[Stored data]
╭──
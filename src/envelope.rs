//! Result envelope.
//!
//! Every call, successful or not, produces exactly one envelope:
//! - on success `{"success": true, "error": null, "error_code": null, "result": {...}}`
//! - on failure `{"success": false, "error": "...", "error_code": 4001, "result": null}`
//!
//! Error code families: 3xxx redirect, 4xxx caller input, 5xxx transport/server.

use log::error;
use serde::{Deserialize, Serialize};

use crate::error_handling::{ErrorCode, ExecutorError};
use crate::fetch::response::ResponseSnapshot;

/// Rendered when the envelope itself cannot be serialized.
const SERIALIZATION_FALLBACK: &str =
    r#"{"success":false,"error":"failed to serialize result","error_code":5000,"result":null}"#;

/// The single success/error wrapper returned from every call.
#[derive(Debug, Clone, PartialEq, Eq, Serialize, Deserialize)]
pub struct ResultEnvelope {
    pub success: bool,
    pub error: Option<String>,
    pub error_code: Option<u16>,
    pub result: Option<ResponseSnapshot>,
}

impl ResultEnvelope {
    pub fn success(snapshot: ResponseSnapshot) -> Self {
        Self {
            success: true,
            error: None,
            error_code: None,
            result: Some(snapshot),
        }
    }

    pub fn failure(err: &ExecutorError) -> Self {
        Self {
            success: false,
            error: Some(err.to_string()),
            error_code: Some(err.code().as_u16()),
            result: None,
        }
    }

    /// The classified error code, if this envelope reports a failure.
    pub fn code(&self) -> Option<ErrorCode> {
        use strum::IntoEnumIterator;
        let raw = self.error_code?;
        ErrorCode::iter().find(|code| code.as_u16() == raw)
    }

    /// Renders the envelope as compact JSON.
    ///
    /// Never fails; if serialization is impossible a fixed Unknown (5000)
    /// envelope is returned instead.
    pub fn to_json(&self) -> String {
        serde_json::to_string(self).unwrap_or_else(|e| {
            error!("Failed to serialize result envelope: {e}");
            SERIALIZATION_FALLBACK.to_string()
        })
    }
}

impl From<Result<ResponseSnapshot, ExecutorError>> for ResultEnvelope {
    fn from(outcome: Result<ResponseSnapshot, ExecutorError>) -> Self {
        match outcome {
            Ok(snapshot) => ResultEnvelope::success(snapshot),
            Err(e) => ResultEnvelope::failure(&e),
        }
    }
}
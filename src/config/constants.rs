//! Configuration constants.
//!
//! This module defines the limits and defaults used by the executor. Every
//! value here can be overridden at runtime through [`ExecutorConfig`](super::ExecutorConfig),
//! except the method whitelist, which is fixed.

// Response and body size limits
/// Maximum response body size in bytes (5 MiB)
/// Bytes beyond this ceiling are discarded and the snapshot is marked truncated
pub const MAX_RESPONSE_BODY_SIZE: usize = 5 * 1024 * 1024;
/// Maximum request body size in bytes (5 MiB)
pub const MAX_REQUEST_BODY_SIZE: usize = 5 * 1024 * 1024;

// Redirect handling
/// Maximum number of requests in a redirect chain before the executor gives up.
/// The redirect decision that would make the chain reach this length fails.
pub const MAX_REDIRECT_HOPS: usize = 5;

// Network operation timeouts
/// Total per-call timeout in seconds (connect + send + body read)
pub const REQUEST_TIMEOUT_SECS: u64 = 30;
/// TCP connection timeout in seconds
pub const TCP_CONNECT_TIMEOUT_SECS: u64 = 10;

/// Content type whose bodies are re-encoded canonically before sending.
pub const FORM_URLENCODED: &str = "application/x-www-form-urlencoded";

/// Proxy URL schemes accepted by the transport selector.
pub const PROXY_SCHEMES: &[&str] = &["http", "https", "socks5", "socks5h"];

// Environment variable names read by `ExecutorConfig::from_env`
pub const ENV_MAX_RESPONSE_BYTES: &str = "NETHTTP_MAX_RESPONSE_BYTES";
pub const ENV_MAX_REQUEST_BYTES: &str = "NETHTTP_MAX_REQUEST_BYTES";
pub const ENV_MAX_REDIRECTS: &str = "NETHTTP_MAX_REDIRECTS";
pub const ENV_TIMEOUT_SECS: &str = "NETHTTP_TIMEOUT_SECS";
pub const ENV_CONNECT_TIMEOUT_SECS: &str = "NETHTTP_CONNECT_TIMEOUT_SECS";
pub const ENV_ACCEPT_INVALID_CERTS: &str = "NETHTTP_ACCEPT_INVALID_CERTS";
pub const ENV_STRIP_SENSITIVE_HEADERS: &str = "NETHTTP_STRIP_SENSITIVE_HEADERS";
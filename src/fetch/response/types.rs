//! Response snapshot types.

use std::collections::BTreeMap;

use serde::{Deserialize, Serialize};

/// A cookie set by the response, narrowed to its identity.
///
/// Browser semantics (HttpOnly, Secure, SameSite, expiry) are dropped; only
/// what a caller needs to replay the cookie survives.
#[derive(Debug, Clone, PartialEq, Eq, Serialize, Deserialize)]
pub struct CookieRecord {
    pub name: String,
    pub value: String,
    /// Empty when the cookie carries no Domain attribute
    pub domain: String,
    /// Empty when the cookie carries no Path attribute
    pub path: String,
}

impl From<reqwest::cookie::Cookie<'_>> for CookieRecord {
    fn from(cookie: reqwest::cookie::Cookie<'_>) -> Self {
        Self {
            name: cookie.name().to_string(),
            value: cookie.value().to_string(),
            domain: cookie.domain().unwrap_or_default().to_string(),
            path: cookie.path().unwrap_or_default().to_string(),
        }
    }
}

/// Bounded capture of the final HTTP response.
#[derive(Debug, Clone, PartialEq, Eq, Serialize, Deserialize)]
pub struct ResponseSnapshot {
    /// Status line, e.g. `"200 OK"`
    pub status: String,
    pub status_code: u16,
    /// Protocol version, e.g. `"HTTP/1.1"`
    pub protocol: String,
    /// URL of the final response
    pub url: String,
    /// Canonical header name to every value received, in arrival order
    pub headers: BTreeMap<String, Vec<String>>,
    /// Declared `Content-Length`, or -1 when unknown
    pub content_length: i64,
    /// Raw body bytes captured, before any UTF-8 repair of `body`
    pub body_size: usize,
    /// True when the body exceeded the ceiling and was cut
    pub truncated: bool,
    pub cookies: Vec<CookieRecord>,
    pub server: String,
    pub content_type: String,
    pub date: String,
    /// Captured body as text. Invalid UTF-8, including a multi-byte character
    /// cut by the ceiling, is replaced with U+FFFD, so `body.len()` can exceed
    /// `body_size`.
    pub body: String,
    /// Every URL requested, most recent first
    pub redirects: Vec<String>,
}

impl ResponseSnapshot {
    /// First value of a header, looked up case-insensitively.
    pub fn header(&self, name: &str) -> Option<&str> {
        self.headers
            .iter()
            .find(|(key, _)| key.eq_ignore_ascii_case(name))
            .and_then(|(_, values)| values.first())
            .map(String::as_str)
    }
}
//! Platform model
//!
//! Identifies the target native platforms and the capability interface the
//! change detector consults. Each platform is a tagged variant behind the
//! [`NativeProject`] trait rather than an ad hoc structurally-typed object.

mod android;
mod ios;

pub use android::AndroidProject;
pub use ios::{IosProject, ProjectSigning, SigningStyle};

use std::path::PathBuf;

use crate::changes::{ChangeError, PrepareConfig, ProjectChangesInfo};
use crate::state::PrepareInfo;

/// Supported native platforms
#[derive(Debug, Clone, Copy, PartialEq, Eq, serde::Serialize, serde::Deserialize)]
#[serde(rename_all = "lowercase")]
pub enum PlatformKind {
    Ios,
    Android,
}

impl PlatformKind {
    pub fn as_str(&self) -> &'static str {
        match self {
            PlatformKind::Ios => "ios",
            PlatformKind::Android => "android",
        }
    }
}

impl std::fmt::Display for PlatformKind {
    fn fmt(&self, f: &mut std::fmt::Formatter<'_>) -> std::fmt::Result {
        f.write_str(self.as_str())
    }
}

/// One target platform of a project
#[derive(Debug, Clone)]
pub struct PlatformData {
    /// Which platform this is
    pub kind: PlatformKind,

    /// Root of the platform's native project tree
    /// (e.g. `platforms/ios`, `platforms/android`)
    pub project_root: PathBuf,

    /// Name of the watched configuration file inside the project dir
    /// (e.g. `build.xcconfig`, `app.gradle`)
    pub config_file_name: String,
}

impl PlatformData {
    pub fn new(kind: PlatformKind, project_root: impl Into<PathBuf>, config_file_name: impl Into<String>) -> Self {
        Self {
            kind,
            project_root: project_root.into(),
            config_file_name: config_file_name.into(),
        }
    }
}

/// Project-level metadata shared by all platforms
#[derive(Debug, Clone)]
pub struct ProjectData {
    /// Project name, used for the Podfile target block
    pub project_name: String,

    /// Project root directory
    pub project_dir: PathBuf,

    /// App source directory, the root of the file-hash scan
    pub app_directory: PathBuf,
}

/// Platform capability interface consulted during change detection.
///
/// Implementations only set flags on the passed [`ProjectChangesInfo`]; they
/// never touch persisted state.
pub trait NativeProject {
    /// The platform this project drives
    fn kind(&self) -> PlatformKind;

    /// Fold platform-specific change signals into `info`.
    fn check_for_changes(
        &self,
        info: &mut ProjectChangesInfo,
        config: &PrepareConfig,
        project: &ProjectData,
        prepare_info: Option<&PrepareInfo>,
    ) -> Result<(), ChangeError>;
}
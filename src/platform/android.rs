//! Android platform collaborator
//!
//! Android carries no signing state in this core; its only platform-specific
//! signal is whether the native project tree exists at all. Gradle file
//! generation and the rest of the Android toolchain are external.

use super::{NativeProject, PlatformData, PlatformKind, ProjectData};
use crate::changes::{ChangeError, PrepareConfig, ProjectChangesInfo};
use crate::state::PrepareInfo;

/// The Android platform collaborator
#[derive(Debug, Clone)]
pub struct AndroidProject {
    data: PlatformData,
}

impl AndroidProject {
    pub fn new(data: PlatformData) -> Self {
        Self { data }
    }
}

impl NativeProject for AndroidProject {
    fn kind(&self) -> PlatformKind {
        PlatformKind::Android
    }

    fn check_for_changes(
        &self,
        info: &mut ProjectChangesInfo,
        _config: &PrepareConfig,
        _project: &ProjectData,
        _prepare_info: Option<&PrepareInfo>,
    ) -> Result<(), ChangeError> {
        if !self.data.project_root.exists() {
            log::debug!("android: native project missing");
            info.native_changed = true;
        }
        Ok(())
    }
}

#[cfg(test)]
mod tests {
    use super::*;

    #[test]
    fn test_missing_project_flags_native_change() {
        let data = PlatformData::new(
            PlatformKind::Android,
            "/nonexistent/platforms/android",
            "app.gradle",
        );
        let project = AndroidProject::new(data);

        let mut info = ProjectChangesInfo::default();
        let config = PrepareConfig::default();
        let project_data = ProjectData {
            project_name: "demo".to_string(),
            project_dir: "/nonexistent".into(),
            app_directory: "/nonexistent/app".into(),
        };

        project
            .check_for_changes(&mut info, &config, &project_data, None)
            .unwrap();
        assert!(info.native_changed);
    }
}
╰──
- **WHAT THE TASK ASKS**: Search the data above for the word "PlatformData" and say how many lines contain it, giving only that number.

- **EXERCISE RESPONSE**: 6